Cette imposante brique de 1000 pages n’a pas encore été traduite en français. Il faudra donc le lire dans sa version originale. D’ailleurs bonne chance au traducteur qui travaille sur Infinite Jest. David Foster Wallace (appelons le DFW pour faire court) possède en effet la particularité d’user (abuser ?) des abréviations, des surnoms et de l’argot (bostonien en l’occurrence). Il est donc nécessaire d’avoir une certaine aisance avec la langue anglaise pour pleinement apprécier ce roman. Remarquez que ce roman publié en 1996 inclut aussi une certaine dose de français du fait du rôle joué par des groupes séparatistes québécois (le spectre du référendum de 1995 a du hanter DFW) dans l’histoire. Le français de l’auteur reste tout de même très approximatif tel ces Assassins des Fauteuils Rollents (sic). C’est dommage qu’un correcteur de langue française n’ait pas été mis sur le coup.

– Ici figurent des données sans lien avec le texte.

//! Cooperative cancellation and the context handed to execution
//! strategies.

use std::sync::atomic::{AtomicBool, Ordering};
use std::sync::Arc;
use std::time::{Duration, Instant};

use crate::task::{TaskConfig, TaskResult};

/// Maximum depth for nested Dag/Template execution.
pub const MAX_NESTING_DEPTH: u32 = 10;

/// Shared atomic cancel flag. The owner sets it; every cooperating point
/// (attempt start, backoff ticks, strategy poll loops) observes it.
#[derive(Clone, Debug, Default)]
pub struct CancelToken {
    flag: Arc<AtomicBool>,
}

impl CancelToken {
    pub fn new() -> Self {
        Self::default()
    }

    pub fn cancel(&self) {
        self.flag.store(true, Ordering::Release);
    }

    pub fn is_canceled(&self) -> bool {
        self.flag.load(Ordering::Acquire)
    }
}

/// Context a strategy executes under: the task config, the effective
/// cancel flag, and the attempt deadline.
pub struct ExecutionContext<'a> {
    pub cfg: &'a TaskConfig,
    cancel: CancelToken,
    deadline: Option<Instant>,
}

impl<'a> ExecutionContext<'a> {
    pub fn new(cfg: &'a TaskConfig, cancel: CancelToken, deadline: Option<Instant>) -> Self {
        Self { cfg, cancel, deadline }
    }

    pub fn get(&self, key: &str, default: &str) -> String {
        self.cfg.param(key).unwrap_or(default).to_string()
    }

    pub fn get_int(&self, key: &str, default: i64) -> i64 {
        self.cfg.param(key).and_then(|s| s.parse().ok()).unwrap_or(default)
    }

    pub fn get_bool(&self, key: &str, default: bool) -> bool {
        match self.cfg.param(key) {
            Some("true") | Some("1") | Some("yes") => true,
            Some("false") | Some("0") | Some("no") => false,
            _ => default,
        }
    }

    pub fn cancel_token(&self) -> CancelToken {
        self.cancel.clone()
    }

    pub fn is_canceled(&self) -> bool {
        self.cancel.is_canceled()
    }

    pub fn deadline(&self) -> Option<Instant> {
        self.deadline
    }

    pub fn is_timeout(&self) -> bool {
        matches!(self.deadline, Some(d) if Instant::now() >= d)
    }

    /// Time left before the deadline; `None` when no timeout is set.
    pub fn remaining(&self) -> Option<Duration> {
        self.deadline.map(|d| d.saturating_duration_since(Instant::now()))
    }

    /// Nesting depth carried in `exec_params` by the DAG service.
    pub fn nesting_depth(&self) -> u32 {
        self.get_int("_nesting_depth", 0).max(0) as u32
    }

    pub fn success(&self, msg: impl Into<String>) -> TaskResult {
        TaskResult::success(msg)
    }

    pub fn fail(&self, msg: impl Into<String>) -> TaskResult {
        TaskResult::failed(msg)
    }

    pub fn canceled(&self, msg: impl Into<String>) -> TaskResult {
        TaskResult::canceled(msg)
    }

    pub fn timeout(&self, msg: impl Into<String>) -> TaskResult {
        TaskResult::timeout(msg)
    }
}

Pas évident de faire un résumé d’Infinite Jest tant le roman part dans tous les sens. Il m’a fallu environ 100 pages pour me mettre dans le roman et commencer à avoir quelques repères au niveau des principaux personnages et des lieux du roman. Lire Inifinite Jest est donc compliqué mais il est gratifiant de pouvoir en saisir toute la complexité. La narration est très fragmentée en raison du nombre de personnages. Ce tableau (pdf) vous donnera une petite idée des liens entre tous les personnages. Le récit alterne entre trois lieux principaux : l’Académie de Tennis Enfield, la maison Ennet pour alcooliques et dépendants à diverses substances et un piton rocheux dans le désert de l’Arizona. Pour compliquer la tâche du lecteur, David Foster Wallace a mis des pans entiers du récit dans les notes en fin de roman. Elles font partie intégrante de l’œuvre. Par exemple, le sort réservé à l’un des personnages secondaires les plus importants, Michael Pemulis, n’est mentionné que dans les notes.

David Foster Wallace est un véritable créateur. Il crée un univers complet jusque dans ses moindres détails. Infinite Jest prend des allures de roman de science fiction ou tout du moins de roman d’anticipation. En effet,  l »action se passe à une époque pas très éloignée de la nôtre dans le futur alors que les États-Unis, le Canada et le Mexique forment un entité politique unique (l’ONAN : Organisation of North-American Nations qui donne à DFW l’occasion de produire le savoureux néologisme qui résume le système politique ainsi mis en place : ONANism) et que chaque année est sponsorisée par le produit d’une grande marque (Burger King, Depend, Maytag entre autres). Mais il va aussi jusqu’à présenter l’ensemble de l’œuvre du personnage le plus important (décédé mais central), Jim Incandenza, un obscur cinéaste. DFW aurait pu s’en tenir à mentionner quelques unes de ses créations mais non, il met la liste de tout ce que le personnage a créé par ordre chronologique. Je vois donc DFW comme un maniaque des détails. Et on se rend compte que rien n’est innocent dans ce qui est livré au lecteur. Tout a son importance. S’il n’avait pas été écrivain, DFW aurait été un bâtisseur de cathédrales mais à ceci près qu’il aurait à lui seul cumulés les rôles de l’architecte de l’ensemble colossal et du tailleur de pierre qui cisèle les moindres détails que personne ne verra jamais sur les gargouilles .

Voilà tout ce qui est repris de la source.